Chapter 9 of Indistractable

Chapter 9, Turn Your Values Into Time

This chapter is all about knowing what you do with all of your time, and setting up appropriate limits for what you can and will do in a day. Eyal suggests that just having a to-do list without setting times for the tasks will only end in frustration as things get pushed from one day to the next. He suggests instead of what we're going to do, write down why we are choosing to do the task - which would stem from our values.

I know I failed at cleaning the guest room until I had a strong why - which was 'my parents are showing up in a month and I don't want to have to rush around cleaning before they arrive.' They won't be here for another month, but it was enough of a push to get it done already, and even in enough time to not just tidy the room, but actually be mindful about what I want to put where.

I've tried timeboxing several times, and they always seem to fail early on. My guess is that I overbook what I'm expecting to get done, or I expect that I'll suddenly not want to watch some TV or go from one hobby to the next without relaxing... ever. And that I'll fall asleep right at 10pm every night, despite having trouble falling asleep for... decades. Eyal even mentions putting "watching TV" into the schedule, so you're not depriving yourself constantly.

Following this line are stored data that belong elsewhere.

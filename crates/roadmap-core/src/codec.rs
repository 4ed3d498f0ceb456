//! Line-oriented map file format
//!
//! ```text
//! <V>
//! <src> <dst> <weight> <direction>
//! ...
//! ```
//!
//! The header is mandatory. Malformed edge lines are skipped with a warning,
//! and edges whose endpoints fall outside `[0, V)` are dropped: loading never
//! grows the graph past the header's vertex count.
//!
//! [`LoadMode::TwoWay`] reads every record as a two-way road: the opposite
//! edge, labelled with [`Direction::opposite`], is inserted alongside it.

use std::fmt::Write as _;
use std::fs;
use std::io::Write;
use std::path::Path;
use std::time::Instant;

use tracing::{debug, warn};

use crate::error::{Result, RoadmapError};
use crate::graph::{Direction, Edge, Graph, VertexId};
use crate::trace_time;

/// A skipped line in a map file
#[derive(Debug, Clone, PartialEq, Eq)]
pub struct LineWarning {
    /// 1-based line number
    pub line: usize,
    pub content: String,
    pub reason: String,
}

impl std::fmt::Display for LineWarning {
    fn fmt(&self, f: &mut std::fmt::Formatter<'_>) -> std::fmt::Result {
        write!(f, "line {}: {} ({:?})", self.line, self.reason, self.content)
    }
}

/// Result of decoding a map file
#[derive(Debug, Clone)]
pub struct DecodedMap {
    pub graph: Graph,
    /// Lines skipped because they could not be parsed
    pub warnings: Vec<LineWarning>,
    /// Well-formed edges dropped for pointing outside the vertex range
    pub dropped: usize,
}

/// How edge records are turned into graph edges
#[derive(Debug, Clone, Copy, PartialEq, Eq, Default)]
pub enum LoadMode {
    /// One edge per record
    #[default]
    Directed,
    /// Each record also inserts the reverse edge
    TwoWay,
}

struct EdgeRecord {
    src: i64,
    dst: i64,
    weight: u32,
    direction: Direction,
}

/// Render a graph in map file format
pub fn encode(graph: &Graph) -> String {
    let mut out = String::new();
    let _ = writeln!(out, "{}", graph.vertex_count());
    for (src, edge) in graph.edges() {
        let _ = writeln!(
            out,
            "{} {} {} {}",
            src, edge.to, edge.weight, edge.direction
        );
    }
    out
}

/// Write a graph in map file format
pub fn write_map<W: Write>(graph: &Graph, mut writer: W) -> Result<()> {
    writer.write_all(encode(graph).as_bytes())?;
    writer.flush()?;
    Ok(())
}

fn parse_header(line: Option<&str>) -> Result<usize> {
    let header = line.unwrap_or("").trim();
    if header.is_empty() {
        return Err(RoadmapError::InvalidHeader {
            header: header.to_string(),
            reason: "missing vertex count".to_string(),
        });
    }
    header
        .parse::<usize>()
        .map_err(|e| RoadmapError::InvalidHeader {
            header: header.to_string(),
            reason: e.to_string(),
        })
}

fn parse_record(line: &str) -> std::result::Result<EdgeRecord, String> {
    let fields: Vec<&str> = line.split_whitespace().collect();
    let [src, dst, weight, direction] = fields.as_slice() else {
        return Err(format!(
            "expected 4 fields (src dst weight direction), found {}",
            fields.len()
        ));
    };

    let src = src
        .parse::<i64>()
        .map_err(|e| format!("invalid source {:?}: {}", src, e))?;
    let dst = dst
        .parse::<i64>()
        .map_err(|e| format!("invalid destination {:?}: {}", dst, e))?;
    let weight = weight
        .parse::<u32>()
        .map_err(|e| format!("invalid weight {:?}: {}", weight, e))?;
    let direction = direction
        .parse::<Direction>()
        .map_err(|e| e.to_string())?;

    Ok(EdgeRecord {
        src,
        dst,
        weight,
        direction,
    })
}

fn in_range(index: i64, vertex_count: usize) -> Option<VertexId> {
    VertexId::try_from(index)
        .ok()
        .filter(|&v| v < vertex_count)
}

/// Parse map file contents.
///
/// Fails only when the header is missing or not a vertex count; no partial
/// graph is produced in that case. Edge lines keep their file order as the
/// iteration order of each vertex's edges.
pub fn decode(input: &str) -> Result<DecodedMap> {
    decode_with(input, LoadMode::Directed)
}

/// Parse map file contents, inserting edges according to `mode`
pub fn decode_with(input: &str, mode: LoadMode) -> Result<DecodedMap> {
    let mut lines = input.lines();
    let vertex_count = parse_header(lines.next())?;

    let mut lists: Vec<Vec<Edge>> = Vec::new();
    lists
        .try_reserve_exact(vertex_count)
        .map_err(|e| RoadmapError::allocation("vertices", e))?;
    lists.resize_with(vertex_count, Vec::new);

    let mut warnings = Vec::new();
    let mut dropped = 0;

    for (offset, line) in lines.enumerate() {
        let line_number = offset + 2;
        if line.trim().is_empty() {
            continue;
        }

        let record = match parse_record(line) {
            Ok(record) => record,
            Err(reason) => {
                warn!(line = line_number, %reason, "skipping malformed edge line");
                warnings.push(LineWarning {
                    line: line_number,
                    content: line.to_string(),
                    reason,
                });
                continue;
            }
        };

        match (
            in_range(record.src, vertex_count),
            in_range(record.dst, vertex_count),
        ) {
            (Some(src), Some(dst)) => {
                lists[src].push(Edge::new(dst, record.weight, record.direction));
                if mode == LoadMode::TwoWay {
                    let reverse = record.direction.opposite();
                    lists[dst].push(Edge::new(src, record.weight, reverse));
                }
            }
            _ => {
                debug!(
                    line = line_number,
                    src = record.src,
                    dst = record.dst,
                    vertex_count,
                    "dropping out-of-range edge"
                );
                dropped += 1;
            }
        }
    }

    Ok(DecodedMap {
        graph: Graph::from_head_first(lists),
        warnings,
        dropped,
    })
}

/// Load a map file, reporting skipped lines alongside the graph
pub fn load_map_with_report(path: &Path, mode: LoadMode) -> Result<DecodedMap> {
    let start = Instant::now();
    let content = fs::read_to_string(path).map_err(|e| {
        if e.kind() == std::io::ErrorKind::NotFound {
            RoadmapError::MapNotFound {
                path: path.to_path_buf(),
            }
        } else {
            RoadmapError::io_operation("read map", path.display(), e)
        }
    })?;

    let decoded = decode_with(&content, mode)?;
    debug!(
        path = %path.display(),
        ?mode,
        vertices = decoded.graph.vertex_count(),
        edges = decoded.graph.edge_count(),
        skipped = decoded.warnings.len(),
        dropped = decoded.dropped,
        "load_map"
    );
    trace_time!(start, "load_map");
    Ok(decoded)
}

/// Load a map file; skipped lines are logged and otherwise ignored
pub fn load_map(path: &Path) -> Result<Graph> {
    load_map_with(path, LoadMode::Directed)
}

/// Load a map file, inserting edges according to `mode`
pub fn load_map_with(path: &Path, mode: LoadMode) -> Result<Graph> {
    load_map_with_report(path, mode).map(|decoded| decoded.graph)
}

/// Save a graph to a map file, replacing any existing file
pub fn save_map(graph: &Graph, path: &Path) -> Result<()> {
    fs::write(path, encode(graph))
        .map_err(|e| RoadmapError::io_operation("write map", path.display(), e))?;
    debug!(
        path = %path.display(),
        vertices = graph.vertex_count(),
        edges = graph.edge_count(),
        "save_map"
    );
    Ok(())
}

Ok, new plan. Timebox for only one week. Not a year or a month. Later today, I will timebox my entire schedule for the rest of the week and reevaluate for next week. I'll add in all my social activities and assume that I'll also want to watch TV and read non-blog worthy stuff - it won't be hobbies and work the whole time.

Chapter Summary:


  • You can't call it a distraction unless you know what it is distracting you from. Planning ahead is the only way to know the difference between traction and distraction.
  • Does your calendar reflect your values? To be the person you want to be, you have to make time for your values.
  • Timebox your day. The three life domains of 'you', 'relationships' and 'work' provide a framework for planning how to spend your time.
  • Reflect and refine. Revise your schedule regularly, but you must commit to it once it's set.